– ¿Cómo murió?
Doyle la miró a los ojos mientras se tocaba la yugular. Tenía las puntas de los dedos de color amarillo.
– ¿Cuándo ocurrió? -preguntó ella.
– Un mes después de lo de Pauline -dijo, pausadamente.
– ¿Qué le pasó a tu padre?
– Salió del hospital, después de lo que le hiciste. -La señaló, con la punta del dedo iluminada por la luz-. Luego… murió-. Se miró la mano, gris y dolorida.
– ¿Mark? -dijo ella.

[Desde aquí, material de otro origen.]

impl Environment {
    /// Empty environment.
    pub fn new() -> Self {
        Self {
            vars: HashMap::new(),
            arrays: HashMap::new(),
            assoc: HashMap::new(),
            kinds: HashMap::new(),
            exported: HashSet::new(),
            positional: Vec::new(),
            script_name: "tidesh".to_string(),
            local_frames: Vec::new(),
            rng: StdRng::from_os_rng(),
        }
    }

    /// Environment seeded from this process's environment, all exported.
    pub fn from_process_env() -> Self {
        let mut env = Self::new();
        for (name, value) in std::env::vars() {
            env.set(&name, value);
            env.exported.insert(name);
        }
        env
    }

    /// Kind of value stored under `name`, if set.
    pub fn kind(&self, name: &str) -> Option<VarKind> {
        self.kinds.get(name).copied()
    }

    /// Whether `name` holds any value.
    pub fn is_set(&self, name: &str) -> bool {
        self.kinds.contains_key(name)
    }

    /// Scalar value. Arrays yield element `0`.
    pub fn get(&self, name: &str) -> Option<String> {
        match self.kind(name)? {
            VarKind::Scalar => self.vars.get(name).cloned(),
            VarKind::Indexed => self.arrays.get(name)?.get(&0).cloned(),
            VarKind::Associative => self.assoc.get(name)?.get("0").cloned(),
        }
    }

    /// Assign a scalar. On an array this assigns element `0`.
    pub fn set(&mut self, name: &str, value: impl Into<String>) {
        let value = value.into();
        match self.kind(name) {
            Some(VarKind::Indexed) => self.set_element(name, 0, value),
            Some(VarKind::Associative) => self.set_assoc_element(name, "0", value),
            _ => {
                self.vars.insert(name.to_string(), value);
                self.kinds.insert(name.to_string(), VarKind::Scalar);
            }
        }
    }

    /// `name+=value` on a scalar.
    pub fn append(&mut self, name: &str, value: &str) {
        let current = self.get(name).unwrap_or_default();
        self.set(name, current + value);
    }

    /// Remove a variable of any kind.
    pub fn unset(&mut self, name: &str) {
        self.vars.remove(name);
        self.arrays.remove(name);
        self.assoc.remove(name);
        self.kinds.remove(name);
        self.exported.remove(name);
    }

    fn clear_value(&mut self, name: &str) {
        self.vars.remove(name);
        self.arrays.remove(name);
        self.assoc.remove(name);
    }

    /// Replace `name` with an indexed array numbered from `0`.
    pub fn set_array(&mut self, name: &str, values: Vec<String>) {
        self.set_indexed(name, values.into_iter().enumerate().collect());
    }

    /// Replace `name` with an indexed array holding exactly `elements`.
    pub fn set_indexed(&mut self, name: &str, elements: BTreeMap<usize, String>) {
        self.clear_value(name);
        self.arrays.insert(name.to_string(), elements);
        self.kinds.insert(name.to_string(), VarKind::Indexed);
    }

    /// Assigned elements of an indexed array by index.
    pub fn indexed(&self, name: &str) -> BTreeMap<usize, String> {
        match self.kind(name) {
            Some(VarKind::Indexed) => self.arrays.get(name).cloned().unwrap_or_default(),
            Some(VarKind::Scalar) => self.vars.get(name).cloned().map(|v| (0, v)).into_iter().collect(),
            _ => BTreeMap::new(),
        }
    }

    /// One past the highest assigned index. Negative subscripts and `a+=(...)`
    /// count from here.
    pub fn array_end(&self, name: &str) -> usize {
        match self.kind(name) {
            Some(VarKind::Indexed) => self
                .arrays
                .get(name)
                .and_then(|a| a.keys().next_back())
                .map_or(0, |last| last.saturating_add(1)),
            Some(VarKind::Scalar) => 1,
            _ => 0,
        }
    }

    /// Index named by subscript `index`; negative values count back from
    /// [`array_end`](Self::array_end). `None` if that lands before `0`.
    pub fn resolve_index(&self, name: &str, index: i64) -> Option<usize> {
        if index >= 0 {
            return usize::try_from(index).ok();
        }
        let back = usize::try_from(index.unsigned_abs()).ok()?;
        self.array_end(name).checked_sub(back)
    }

    /// Replace `name` with an associative array.
    pub fn set_assoc(&mut self, name: &str, values: BTreeMap<String, String>) {
        self.clear_value(name);
        self.assoc.insert(name.to_string(), values);
        self.kinds.insert(name.to_string(), VarKind::Associative);
    }

    /// `declare -a name`: keep a scalar value as element `0`.
    pub fn declare_indexed(&mut self, name: &str) {
        match self.kind(name) {
            Some(VarKind::Indexed) => {}
            Some(VarKind::Scalar) => {
                let value = self.vars.get(name).cloned().unwrap_or_default();
                self.set_array(name, vec![value]);
            }
            _ => self.set_array(name, Vec::new()),
        }
    }

    /// `declare -A name`
    pub fn declare_associative(&mut self, name: &str) {
        if self.kind(name) != Some(VarKind::Associative) {
            self.set_assoc(name, BTreeMap::new());
        }
    }

    /// Assign `name[index]`, turning a scalar into an array.
    pub fn set_element(&mut self, name: &str, index: usize, value: impl Into<String>) {
        let value = value.into();
        if self.kind(name) == Some(VarKind::Associative) {
            self.set_assoc_element(name, &index.to_string(), value);
            return;
        }
        if self.kind(name) != Some(VarKind::Indexed) {
            self.declare_indexed(name);
        }
        self.arrays.entry(name.to_string()).or_default().insert(index, value);
    }

    /// Value of `name[index]`. A scalar is element `0`.
    pub fn get_element(&self, name: &str, index: usize) -> Option<String> {
        match self.kind(name)? {
            VarKind::Indexed => self.arrays.get(name)?.get(&index).cloned(),
            VarKind::Associative => self.assoc.get(name)?.get(&index.to_string()).cloned(),
            VarKind::Scalar => (index == 0).then(|| self.vars.get(name).cloned()).flatten(),
        }
    }

    /// Assign `name[key]` in an associative array.
    pub fn set_assoc_element(&mut self, name: &str, key: &str, value: impl Into<String>) {
        if self.kind(name) != Some(VarKind::Associative) {
            self.set_assoc(name, BTreeMap::new());
        }
        self.assoc
            .entry(name.to_string())
            .or_default()
            .insert(key.to_string(), value.into());
    }

    /// Value of `name[key]` in an associative array.
    pub fn get_assoc_element(&self, name: &str, key: &str) -> Option<String> {
        self.assoc.get(name)?.get(key).cloned()
    }

    /// Remove one element. Other indices are unchanged.
    pub fn unset_element(&mut self, name: &str, key: &str) {
        match self.kind(name) {
            Some(VarKind::Associative) => {
                if let Some(map) = self.assoc.get_mut(name) {
                    map.remove(key);
                }
            }
            Some(VarKind::Indexed) => {
                if let (Some(array), Ok(index)) = (self.arrays.get_mut(name), key.parse::<usize>()) {
                    array.remove(&index);
                }
            }
            _ => {}
        }
    }

    /// All values of `name`: array elements, or the scalar alone.
    pub fn values(&self, name: &str) -> Vec<String> {
        match self.kind(name) {
            Some(VarKind::Indexed) => self
                .arrays
                .get(name)
                .map(|a| a.values().cloned().collect())
                .unwrap_or_default(),
            Some(VarKind::Associative) => self
                .assoc
                .get(name)
                .map(|m| m.values().cloned().collect())
                .unwrap_or_default(),
            Some(VarKind::Scalar) => self.vars.get(name).cloned().into_iter().collect(),
            None => Vec::new(),
        }
    }

    /// Keys of `name`: indices for indexed arrays, keys for associative ones.
    pub fn keys(&self, name: &str) -> Vec<String> {
        match self.kind(name) {
            Some(VarKind::Indexed) => self
                .arrays
                .get(name)
                .map(|a| a.keys().map(|i| i.to_string()).collect())
                .unwrap_or_default(),
            Some(VarKind::Associative) => self
                .assoc
                .get(name)
                .map(|m| m.keys().cloned().collect())
                .unwrap_or_default(),
            Some(VarKind::Scalar) => vec!["0".to_string()],
            None => Vec::new(),
        }
    }

    /// Mark a variable for export to child processes.
    pub fn export(&mut self, name: &str) {
        self.exported.insert(name.to_string());
    }

    /// Whether `name` is exported.
    pub fn is_exported(&self, name: &str) -> bool {
        self.exported.contains(name)
    }

    /// Name/value pairs passed to child processes, sorted by name.
    pub fn exported_vars(&self) -> Vec<(String, String)> {
        let mut out: Vec<(String, String)> = self
            .exported
            .iter()
            .filter_map(|name| self.get(name).map(|value| (name.clone(), value)))
            .collect();
        out.sort();
        out
    }

    /// Every scalar-visible variable as name/value pairs, sorted by name.
    pub fn snapshot(&self) -> BTreeMap<String, String> {
        self.kinds
            .keys()
            .filter_map(|name| self.get(name).map(|value| (name.clone(), value)))
            .collect()
    }

    /// `$1..$N`
    pub fn positional(&self) -> &[String] {
        &self.positional
    }

    /// Replace `$1..$N`.
    pub fn set_positional(&mut self, args: Vec<String>) {
        self.positional = args;
    }

    /// Drop the first `n` positional parameters. False if there are fewer.
    pub fn shift(&mut self, n: usize) -> bool {
        if n > self.positional.len() {
            return false;
        }
        self.positional.drain(..n);
        true
    }

    /// `$0`
    pub fn script_name(&self) -> &str {
        &self.script_name
    }

    /// Set `$0`.
    pub fn set_script_name(&mut self, name: impl Into<String>) {
        self.script_name = name.into();
    }

    /// Whether a function call is active.
    pub fn in_function(&self) -> bool {
        !self.local_frames.is_empty()
    }

    /// `local name`: the name is removed when the current call returns.
    /// Returns false outside a function.
    pub fn declare_local(&mut self, name: &str) -> bool {
        match self.local_frames.last_mut() {
            Some(frame) => {
                frame.insert(name.to_string());
                true
            }
            None => false,
        }
    }

    /// Start a function call: save the caller's variables, bind the call's
    /// arguments to `$1..$N` and its name to `$0`.
    pub fn enter_function(&mut self, name: &str, args: Vec<String>) -> FunctionScope {
        let scope = FunctionScope {
            vars: self.vars.clone(),
            arrays: self.arrays.clone(),
            assoc: self.assoc.clone(),
            kinds: self.kinds.clone(),
            exported: self.exported.clone(),
            positional: std::mem::replace(&mut self.positional, args),
            script_name: std::mem::replace(&mut self.script_name, name.to_string()),
        };
        self.local_frames.push(HashSet::new());
        scope
    }

    /// Finish a function call.
    ///
    /// Every name that existed before the call gets its saved value back.
    /// Names first created inside the call stay visible to the caller unless
    /// they were declared `local`.
    pub fn leave_function(&mut self, scope: FunctionScope) {
        let locals = self.local_frames.pop().unwrap_or_default();
        let names: HashSet<String> = self.kinds.keys().chain(scope.kinds.keys()).cloned().collect();

        for name in names {
            match scope.kinds.get(&name) {
                Some(kind) => {
                    self.clear_value(&name);
                    self.kinds.insert(name.clone(), *kind);
                    if let Some(v) = scope.vars.get(&name) {
                        self.vars.insert(name.clone(), v.clone());
                    }
                    if let Some(v) = scope.arrays.get(&name) {
                        self.arrays.insert(name.clone(), v.clone());
                    }
                    if let Some(v) = scope.assoc.get(&name) {
                        self.assoc.insert(name.clone(), v.clone());
                    }
                    if scope.exported.contains(&name) {
                        self.exported.insert(name);
                    } else {
                        self.exported.remove(&name);
                    }
                }
                None if locals.contains(&name) => self.unset(&name),
                None => {}
            }
        }
        self.positional = scope.positional;
        self.script_name = scope.script_name;
    }

    /// Reseed `$RANDOM` and `rand()`.
    pub fn seed(&mut self, seed: u64) {
        self.rng = StdRng::seed_from_u64(seed);
    }

    /// Next value of `$RANDOM` in `0..=32767`.
    pub fn next_random(&mut self) -> i64 {
        self.rng.random_range(0..=32767)
    }
}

Se agachó para que la mirara a los ojos pero él no lo hizo-. Mark, eso es increíble -dijo suavemente.
Sin embargo, Doyle agitó la cabeza.
– Fue un error.
– Pero lo hiciste por Pauline.
– Lo hice por mí -dijo en voz alta, como si ya hubieran tenido aquella conversación-. Estaba furioso. Si hubiera pensado en Pauline, la habría cuidado más mientras estuvo viva. Respecto a Pauline, para mí todo era igual antes de muerta que después. Todo era igual. Lo hice por mí.
– Pero, Mark, al menos tú hiciste algo.
– Deja de decir mi nombre.
– Yo sólo lo digo, mientras que la mayoría no hace nada.
– La mayoría tiene razón -dijo, tocándose una costra de la cara-. Lo único que he hecho ha sido desperdiciar mi vida. ¿Es por eso que buscas a los que mataron a esa tal Ann? ¿Para hacer algo?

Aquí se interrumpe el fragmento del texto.